There is nothing left for Floyd Mayweather, Jr. to prove. The only thing he stands to accomplish from over-extending his career is suffering a Manny Pacquiao-like defeat.
That would delight most of his detractors, but unless it comes at the hands of Pac-Man, it won't significantly fatten his wallet. Mayweather already has a deal in place to fight on May 4, and the opponent is believed to be Robert Guerrero, per ESPN.
Guerrero is a solid fighter, but the chance that he will beat Mayweather is slim. The bullying style he employed against Andre Berto won't work against Money, but Guerrero is quick enough to make it interesting.

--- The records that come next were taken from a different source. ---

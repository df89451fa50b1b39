mod common;
use common::{init_db_with_trip, setup_test_db, td};

use predicates::prelude::PredicateBooleanExt;
use predicates::str::contains;

fn plan(db_path: &str, day: &str, time: &str, title: &str, extra: &[&str]) {
    let mut args = vec![
        "--db", db_path, "plan", "add", "--trip", "1", "--day", day, "--time", time,
        "--title", title,
    ];
    args.extend_from_slice(extra);
    td().args(&args).assert().success();
}

#[test]
fn test_timetable_shows_dates_and_items() {
    let db_path = setup_test_db("timetable_dates_items");
    init_db_with_trip(&db_path);

    plan(
        &db_path,
        "2",
        "09:00",
        "Uffizi",
        &["--category", "sightseeing", "--place", "Florence", "--amount", "25"],
    );

    td().args(["--db", &db_path, "timetable", "--trip", "1"])
        .assert()
        .success()
        .stdout(contains("Tuscany"))
        .stdout(contains("Day 2"))
        .stdout(contains("2026-05-02"))
        .stdout(contains("Uffizi"))
        .stdout(contains("Sightseeing"))
        .stdout(contains("25.00 EUR"));
}

#[test]
fn test_timetable_rotation_starts_at_the_anchor() {
    let db_path = setup_test_db("timetable_rotation");
    init_db_with_trip(&db_path);

    plan(&db_path, "1", "10:00", "Arrival", &[]);
    plan(&db_path, "3", "09:00", "Siena old town", &[]);

    td().args([
        "--db", &db_path, "trip", "view-from", "--trip", "1", "--day", "3",
    ])
    .assert()
    .success();

    let output = td()
        .args(["--db", &db_path, "timetable", "--trip", "1"])
        .output()
        .expect("run timetable");
    assert!(output.status.success());

    let stdout = String::from_utf8_lossy(&output.stdout).to_string();
    let day3 = stdout.find("Day 3").expect("day 3 shown");
    let day1 = stdout.find("Day 1").expect("day 1 shown");
    assert!(
        day3 < day1,
        "anchored day should come first:\n{}",
        stdout
    );
}

#[test]
fn test_timetable_skips_blank_days_by_default() {
    let db_path = setup_test_db("timetable_blank_days");
    init_db_with_trip(&db_path);

    plan(&db_path, "2", "09:00", "Uffizi", &[]);

    // Only day 2 has content.
    td().args(["--db", &db_path, "timetable", "--trip", "1"])
        .assert()
        .success()
        .stdout(contains("Day 2").and(contains("Day 3").not()));

    // --all shows the whole window.
    td().args(["--db", &db_path, "timetable", "--trip", "1", "--all"])
        .assert()
        .success()
        .stdout(contains("Day 1"))
        .stdout(contains("Day 3"))
        .stdout(contains("Day 4"));
}

#[test]
fn test_timetable_labels_buffer_days() {
    let db_path = setup_test_db("timetable_buffer_labels");
    init_db_with_trip(&db_path);

    td().args(["--db", &db_path, "trip", "pre", "add", "--trip", "1"])
        .assert()
        .success();
    td().args(["--db", &db_path, "trip", "post", "add", "--trip", "1"])
        .assert()
        .success();

    plan(&db_path, "0", "21:00", "Pack bags", &["--category", "prep"]);
    plan(&db_path, "5", "11:00", "Laundry", &[]);

    td().args(["--db", &db_path, "timetable", "--trip", "1"])
        .assert()
        .success()
        .stdout(contains("Day Before 1"))
        .stdout(contains("Day After 1"))
        .stdout(contains("Pack bags"))
        .stdout(contains("Laundry"));
}

#[test]
fn test_timetable_detail_lines() {
    let db_path = setup_test_db("timetable_detail_lines");
    init_db_with_trip(&db_path);

    plan(
        &db_path,
        "1",
        "22:10",
        "Night train",
        &[
            "--category", "transport", "--from", "Rome", "--to", "Vienna",
            "--arrives", "2 08:45", "--mode", "train", "--booking-ref", "XJ93K",
        ],
    );
    plan(
        &db_path,
        "2",
        "20:00",
        "Trattoria Mario",
        &["--category", "meal", "--kind", "dinner", "--note",
          "Ask for the table in the back, the front room gets loud after nine."],
    );

    td().args(["--db", &db_path, "timetable", "--trip", "1"])
        .assert()
        .success()
        .stdout(contains("Rome -> Vienna"))
        .stdout(contains("arr. Day 2 08:45"))
        .stdout(contains("ref XJ93K"))
        .stdout(contains("(dinner)"))
        .stdout(contains("Ask for the table in the back,"));
}

#[test]
fn test_timetable_empty_trip_hints_at_plan_add() {
    let db_path = setup_test_db("timetable_empty_hint");
    init_db_with_trip(&db_path);

    td().args(["--db", &db_path, "timetable", "--trip", "1"])
        .assert()
        .success()
        .stdout(contains("Nothing planned yet."));
}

Mayweather is 43-0 with 26 KO, but as great as his career has been, he's still 35 years old. Not even Money can defeat father time. If he fights long enough, he will be Pacquiao'd.
It may not come by Pac-Man's hands, and it may not be quite as gruesome, but conceptually it will happen.
How many more fights should Mayweather have?
Juan Manuel Marquez's vicious right hand may have effectively shortened both Pacquiao and Mayweather's career. Seeing such a great fighter crumbled in mere seconds was a harsh reminder at how cruel this sport can be to its icons.
Because of Pacquiao's devastating defeat, some of the appeal of the super-fight with the Filipino legend has waned. Without the major push for that fight, there aren't any opponents on the current landscape that even add significant shine to Mayweather's resume.
You can never satisfy those that have decided to hate you. If Mayweather is looking to silence the critics, it'll never happen.
If he fights and defeats Guerrero, he'll be 44-0, and he'll still be regarded as the premier fighter of his era. There is only one way to go from there.
Mayweather could retire from the sport with all his faculties intact, and despite his lavish spending, there is no reason he shouldn't remain a very wealthy man.
At this point, he has won at the boxing aspect of his life, there is no reason to fight until he loses.